Feverishly flapping around the room where children are sitting at desks for the key stage 2 maths Sats... a sparrow.

The recently appointed head is wrong-footed by this special visitor. The national headteachers’ qualification has no training manual for this. It covers skills for managing the staff, children, and budgets. But birds? No.

The initial strategy of asking children to ignore our small-beaked chum works as well as can be expected. But they soon want a piece of the action. Their patience is rewarded when the head returns with a child’s fishing net.

They must have felt that all their Christmases had come at once. After all, they’d been anticipating a long, hard maths test and instead they get the new headteacher chasing a mischievous bird with a comical mesh weapon.

Just as the head seems to have caught it, the sparrow escapes. Needless to say, the children whoop with delight.

Another net arrives from somewhere (I don’t know where these nets are kept, they’ve never been seen before), and now we have the head and deputy, combined salary pound;75,000, chasing a small sparrow among rows of candidates.
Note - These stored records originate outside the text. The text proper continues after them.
use crate::common::{find_earliest_conflict, Conflict, Path, PriorityGraph, SearchNode};

use clap::ValueEnum;
use rand::rngs::StdRng;
use rand::seq::SliceRandom;
use serde::{Deserialize, Serialize};
use std::collections::BTreeSet;
use std::rc::Rc;
use tracing::trace;

/// Which colliding pair a search node branches on.
#[derive(Debug, Clone, Copy, PartialEq, Eq, Serialize, Deserialize, ValueEnum)]
#[serde(rename_all = "kebab-case")]
pub enum ConflictSelection {
    /// Lexicographically first colliding pair.
    Exhaustive,
    /// First colliding pair under a shuffled agent order.
    Random,
    /// Earliest time step with a collision, pairs scanned in shuffled order.
    EarliestTime,
    /// Pair whose two meta-agents are smallest together.
    MinMetaAgent,
    /// Pair whose two meta-agents are largest together.
    MaxMetaAgent,
    /// Agents touched by recent branches first, oldest first.
    FrontierBfs,
    /// Agents touched by recent branches first, newest first.
    FrontierDfs,
    /// Ordering that creates the fewest implied priority pairs.
    MinConstraints,
    /// Ordering that creates the most implied priority pairs.
    MaxConstraints,
}

impl ConflictSelection {
    pub(crate) fn uses_frontier(self) -> bool {
        matches!(self, ConflictSelection::FrontierBfs | ConflictSelection::FrontierDfs)
    }

    /// Whether the child asserting `agent_1 -> agent_2` is preferred over its sibling.
    pub(crate) fn orients_conflicts(self) -> bool {
        matches!(
            self,
            ConflictSelection::MinConstraints | ConflictSelection::MaxConstraints
        )
    }

    /// Picks the conflict `node` branches on, `None` if its paths are collision-free.
    ///
    /// On non-root nodes collisions inside the meta-agent of the last replanned agent always
    /// come first.
    pub(crate) fn select(
        self,
        node: &mut SearchNode,
        paths: &[Rc<Path>],
        rng: &mut StdRng,
    ) -> Option<Conflict> {
        if let Some(agent) = node.agent_id {
            if let Some(conflict) = internal_conflict(&node.priorities, agent, paths) {
                trace!("internal conflict of meta-agent {agent}: {conflict:?}");
                return Some(conflict);
            }
        }

        match self {
            ConflictSelection::Exhaustive => exhaustive(paths, 0..paths.len()),
            ConflictSelection::Random => random(paths, rng),
            ConflictSelection::EarliestTime => earliest_time(paths, rng),
            ConflictSelection::MinMetaAgent if !node.is_root() => {
                meta_agent_sized(&node.priorities, paths, false)
            }
            ConflictSelection::MaxMetaAgent if !node.is_root() => {
                meta_agent_sized(&node.priorities, paths, true)
            }
            ConflictSelection::FrontierBfs if !node.is_root() => frontier(node, paths, false),
            ConflictSelection::FrontierDfs if !node.is_root() => frontier(node, paths, true),
            ConflictSelection::MinMetaAgent
            | ConflictSelection::MaxMetaAgent
            | ConflictSelection::FrontierBfs
            | ConflictSelection::FrontierDfs => exhaustive(paths, 0..paths.len()),
            ConflictSelection::MinConstraints => by_constraints(&node.priorities, paths, false),
            ConflictSelection::MaxConstraints => by_constraints(&node.priorities, paths, true),
        }
    }
}

fn earliest(paths: &[Rc<Path>], a1: usize, a2: usize) -> Option<Conflict> {
    find_earliest_conflict(a1, &paths[a1], a2, &paths[a2], 0, usize::MAX)
}

fn internal_conflict(
    priorities: &PriorityGraph,
    agent: usize,
    paths: &[Rc<Path>],
) -> Option<Conflict> {
    let meta_agent: Vec<usize> = priorities.meta_agent(agent, usize::MAX).into_iter().collect();
    for (i, &a1) in meta_agent.iter().enumerate() {
        for &a2 in &meta_agent[i + 1..] {
            if let Some(conflict) = earliest(paths, a1, a2) {
                return Some(conflict);
            }
        }
    }
    None
}

fn exhaustive(paths: &[Rc<Path>], agents: impl IntoIterator<Item = usize>) -> Option<Conflict> {
    let agents: Vec<usize> = agents.into_iter().collect();
    for (i, &a1) in agents.iter().enumerate() {
        for &a2 in &agents[i + 1..] {
            if let Some(conflict) = earliest(paths, a1, a2) {
                return Some(conflict);
            }
        }
    }
    None
}

fn shuffled_agents(num_agents: usize, rng: &mut StdRng) -> Vec<usize> {
    let mut agents: Vec<usize> = (0..num_agents).collect();
    agents.shuffle(rng);
    agents
}

fn random(paths: &[Rc<Path>], rng: &mut StdRng) -> Option<Conflict> {
    exhaustive(paths, shuffled_agents(paths.len(), rng))
}

fn earliest_time(paths: &[Rc<Path>], rng: &mut StdRng) -> Option<Conflict> {
    let agents = shuffled_agents(paths.len(), rng);
    let makespan = paths.iter().map(|path| path.len() - 1).max().unwrap_or(0);

    for time_step in 0..=makespan {
        for (i, &a1) in agents.iter().enumerate() {
            for &a2 in &agents[i + 1..] {
                let conflict =
                    find_earliest_conflict(a1, &paths[a1], a2, &paths[a2], time_step, time_step);
                if conflict.is_some() {
                    return conflict;
                }
            }
        }
    }
    None
}

// Among external collisions, the ones with the smallest (largest) merged meta-agent, earliest first.
fn meta_agent_sized(
    priorities: &PriorityGraph,
    paths: &[Rc<Path>],
    largest: bool,
) -> Option<Conflict> {
    let mut best_size = if largest { 0 } else { usize::MAX };
    let mut best: Option<Conflict> = None;

    for a1 in 0..paths.len() {
        // Smallest-first never needs to look past the current best size.
        let cap = if largest {
            usize::MAX
        } else {
            best_size.saturating_add(1)
        };
        let meta_agent_1 = priorities.meta_agent(a1, cap);
        if !largest && meta_agent_1.len() > best_size {
            continue;
        }

        for a2 in (a1 + 1)..paths.len() {
            if meta_agent_1.contains(&a2) {
                continue;
            }
            let meta_agent_2 = priorities.meta_agent(a2, cap);
            let size = meta_agent_1.len() + meta_agent_2.len();
            let qualifies = if largest {
                size >= best_size
            } else {
                size <= best_size
            };
            if !qualifies {
                continue;
            }

            let Some(conflict) = earliest(paths, a1, a2) else {
                continue;
            };
            let strictly_better = if largest {
                size > best_size
            } else {
                size < best_size
            };
            let earlier = best
                .as_ref()
                .is_none_or(|best| conflict.time_step() < best.time_step());
            if strictly_better || earlier {
                best_size = size;
                best = Some(conflict);
            }
        }
    }
    best
}

fn frontier(node: &mut SearchNode, paths: &[Rc<Path>], newest_first: bool) -> Option<Conflict> {
    let mut remaining: BTreeSet<usize> = (0..paths.len()).collect();

    loop {
        let top = if newest_first {
            node.frontier.back()
        } else {
            node.frontier.front()
        };
        let Some(&top) = top else {
            break;
        };

        for other in 0..paths.len() {
            if other == top || node.priorities.is_related(top, other) {
                continue;
            }
            if let Some(conflict) = earliest(paths, top, other) {
                return Some(conflict);
            }
        }

        // Nothing left to resolve around this agent.
        if newest_first {
            node.frontier.pop_back();
        } else {
            node.frontier.pop_front();
        }
        remaining.remove(&top);
    }

    exhaustive(paths, remaining)
}

fn num_constraints(priorities: &PriorityGraph, high: usize, low: usize) -> usize {
    (priorities.higher(high).len() + 1) * (priorities.lower(low).len() + 1)
}

// Conflicts come back oriented so that `agent_1 -> agent_2` is the ordering with the best score.
fn by_constraints(
    priorities: &PriorityGraph,
    paths: &[Rc<Path>],
    maximize: bool,
) -> Option<Conflict> {
    let mut best_score = if maximize { 0 } else { usize::MAX };
    let mut best: Option<Conflict> = None;

    for a1 in 0..paths.len() {
        for a2 in (a1 + 1)..paths.len() {
            let Some(conflict) = earliest(paths, a1, a2) else {
                continue;
            };
            for (high, low) in [(a1, a2), (a2, a1)] {
                let score = num_constraints(priorities, high, low);
                let better = if maximize {
                    score > best_score
                } else {
                    score < best_score
                };
                if better {
                    best_score = score;
                    best = Some(if conflict.agent_1 == high {
                        conflict.clone()
                    } else {
                        conflict.reversed()
                    });
                }
            }
        }
    }
    best
}

#[cfg(test)]
mod tests {
    use super::*;
    use rand::SeedableRng;
    use std::collections::VecDeque;

    fn node(priorities: PriorityGraph, agent_id: Option<usize>) -> SearchNode {
        SearchNode {
            parent: agent_id.map(|_| 0),
            agent_id,
            new_paths: Vec::new(),
            priorities,
            cost: 0,
            depth: 0,
            makespan: 0,
            num_colliding_pairs: 0,
            time_generated: 1,
            time_expanded: None,
            conflict: None,
            frontier: VecDeque::new(),
        }
    }

    fn shared(paths: Vec<Path>) -> Vec<Rc<Path>> {
        paths.into_iter().map(Rc::new).collect()
    }

    // 0 and 1 collide at t = 2, 2 and 3 collide at t = 1, 4 is alone.
    fn crossing_paths() -> Vec<Rc<Path>> {
        shared(vec![
            vec![(0, 0), (0, 1), (0, 2)],
            vec![(1, 2), (1, 1), (0, 2)],
            vec![(3, 0), (3, 1), (3, 2)],
            vec![(4, 1), (3, 1), (2, 1)],
            vec![(6, 6)],
        ])
    }

    #[test]
    fn test_collision_free_paths_yield_nothing() {
        let paths = shared(vec![vec![(0, 0), (0, 1)], vec![(1, 0), (1, 1)]]);
        let mut rng = StdRng::seed_from_u64(0);
        for policy in ConflictSelection::value_variants() {
            let mut root = node(PriorityGraph::new(2), None);
            assert!(policy.select(&mut root, &paths, &mut rng).is_none());
            let mut child = node(PriorityGraph::new(2), Some(1));
            assert!(policy.select(&mut child, &paths, &mut rng).is_none());
        }
    }

    #[test]
    fn test_every_policy_finds_a_real_conflict() {
        let paths = crossing_paths();
        let mut rng = StdRng::seed_from_u64(7);
        for policy in ConflictSelection::value_variants() {
            let mut root = node(PriorityGraph::new(5), None);
            let conflict = policy.select(&mut root, &paths, &mut rng).unwrap();
            let pair = BTreeSet::from([conflict.agent_1, conflict.agent_2]);
            assert!(
                pair == BTreeSet::from([0, 1]) || pair == BTreeSet::from([2, 3]),
                "{policy:?} picked {conflict:?}"
            );
        }
    }

    #[test]
    fn test_exhaustive_and_earliest_time() {
        let paths = crossing_paths();
        let mut rng = StdRng::seed_from_u64(3);
        let mut root = node(PriorityGraph::new(5), None);

        let conflict = ConflictSelection::Exhaustive
            .select(&mut root, &paths, &mut rng)
            .unwrap();
        assert_eq!((conflict.agent_1, conflict.agent_2), (0, 1));

        let conflict = ConflictSelection::EarliestTime
            .select(&mut root, &paths, &mut rng)
            .unwrap();
        assert_eq!(conflict.time_step(), 1);
    }

    #[test]
    fn test_internal_conflict_comes_first() {
        let paths = crossing_paths();
        let mut priorities = PriorityGraph::new(5);
        priorities.add_edge(2, 3);
        priorities.add_edge(4, 3);
        let mut rng = StdRng::seed_from_u64(0);

        for policy in ConflictSelection::value_variants() {
            let mut child = node(priorities.clone(), Some(4));
            let conflict = policy.select(&mut child, &paths, &mut rng).unwrap();
            assert_eq!(
                BTreeSet::from([conflict.agent_1, conflict.agent_2]),
                BTreeSet::from([2, 3]),
                "{policy:?}"
            );
        }
    }

    #[test]
    fn test_meta_agent_size_policies() {
        let paths = crossing_paths();
        let mut priorities = PriorityGraph::new(5);
        // Grow the meta-agent of agent 2 without touching 0 and 1.
        priorities.add_edge(4, 2);
        let mut rng = StdRng::seed_from_u64(0);

        let mut child = node(priorities.clone(), Some(0));
        let smallest = ConflictSelection::MinMetaAgent
            .select(&mut child, &paths, &mut rng)
            .unwrap();
        assert_eq!((smallest.agent_1, smallest.agent_2), (0, 1));

        let mut child = node(priorities, Some(0));
        let largest = ConflictSelection::MaxMetaAgent
            .select(&mut child, &paths, &mut rng)
            .unwrap();
        assert_eq!((largest.agent_1, largest.agent_2), (2, 3));
    }

    #[test]
    fn test_frontier_policies() {
        let paths = crossing_paths();
        let mut rng = StdRng::seed_from_u64(0);

        let mut child = node(PriorityGraph::new(5), Some(4));
        child.frontier = VecDeque::from([4, 3]);
        let conflict = ConflictSelection::FrontierBfs
            .select(&mut child, &paths, &mut rng)
            .unwrap();
        assert_eq!((conflict.agent_1, conflict.agent_2), (3, 2));
        // Agent 4 has no conflicts and leaves the frontier.
        assert_eq!(child.frontier, VecDeque::from([3]));

        let mut child = node(PriorityGraph::new(5), Some(4));
        child.frontier = VecDeque::from([1, 4]);
        let conflict = ConflictSelection::FrontierDfs
            .select(&mut child, &paths, &mut rng)
            .unwrap();
        assert_eq!((conflict.agent_1, conflict.agent_2), (1, 0));
        assert_eq!(child.frontier, VecDeque::from([1]));
    }

    #[test]
    fn test_constraint_policies_orient_conflicts() {
        let paths = shared(vec![
            vec![(0, 0), (0, 1), (0, 2)],
            vec![(1, 1), (0, 1), (1, 1)],
            vec![(5, 5)],
        ]);
        let mut priorities = PriorityGraph::new(3);
        priorities.add_edge(2, 0);
        let mut rng = StdRng::seed_from_u64(0);

        // 0 -> 1 implies 2 -> 1 too, 1 -> 0 adds nothing new.
        let mut root = node(priorities.clone(), None);
        let conflict = ConflictSelection::MinConstraints
            .select(&mut root, &paths, &mut rng)
            .unwrap();
        assert_eq!((conflict.agent_1, conflict.agent_2), (1, 0));

        let mut root = node(priorities, None);
        let conflict = ConflictSelection::MaxConstraints
            .select(&mut root, &paths, &mut rng)
            .unwrap();
        assert_eq!((conflict.agent_1, conflict.agent_2), (0, 1));
    }
}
At this point, the Benny Hill theme tune would fit very nicely.

When the bird is finally caught using a pincer movement (proving that the pound;75,000 a year is being well spent), the staff do their best to recreate a purposeful atmosphere, but much exam time has been lost.

These children have had seven years of maths education at this school.

Their teachers have drummed in the times-tables, incorporated ICT into maths lessons, and taught a range of strategies for the four operations - adding, subtracting, multiplying, dividing.

But this year’s key stage 2 Sats results reflect little of this hard work by staff, and more of the fact that it was hot, the windows were left open and a sparrow flew into the hall.

Oh, to be able to tap into the school’s phone line when the head explains the dip to the local authority, “No, it wasn’t my leadership, it was a sparrow.”

As Year 6 teachers gear up for another slog of marathon learning with another set of kids, I offer this warning: keep an eye on those house martins nesting in the gym roof. Your work can be thwarted by the most unusual visitors...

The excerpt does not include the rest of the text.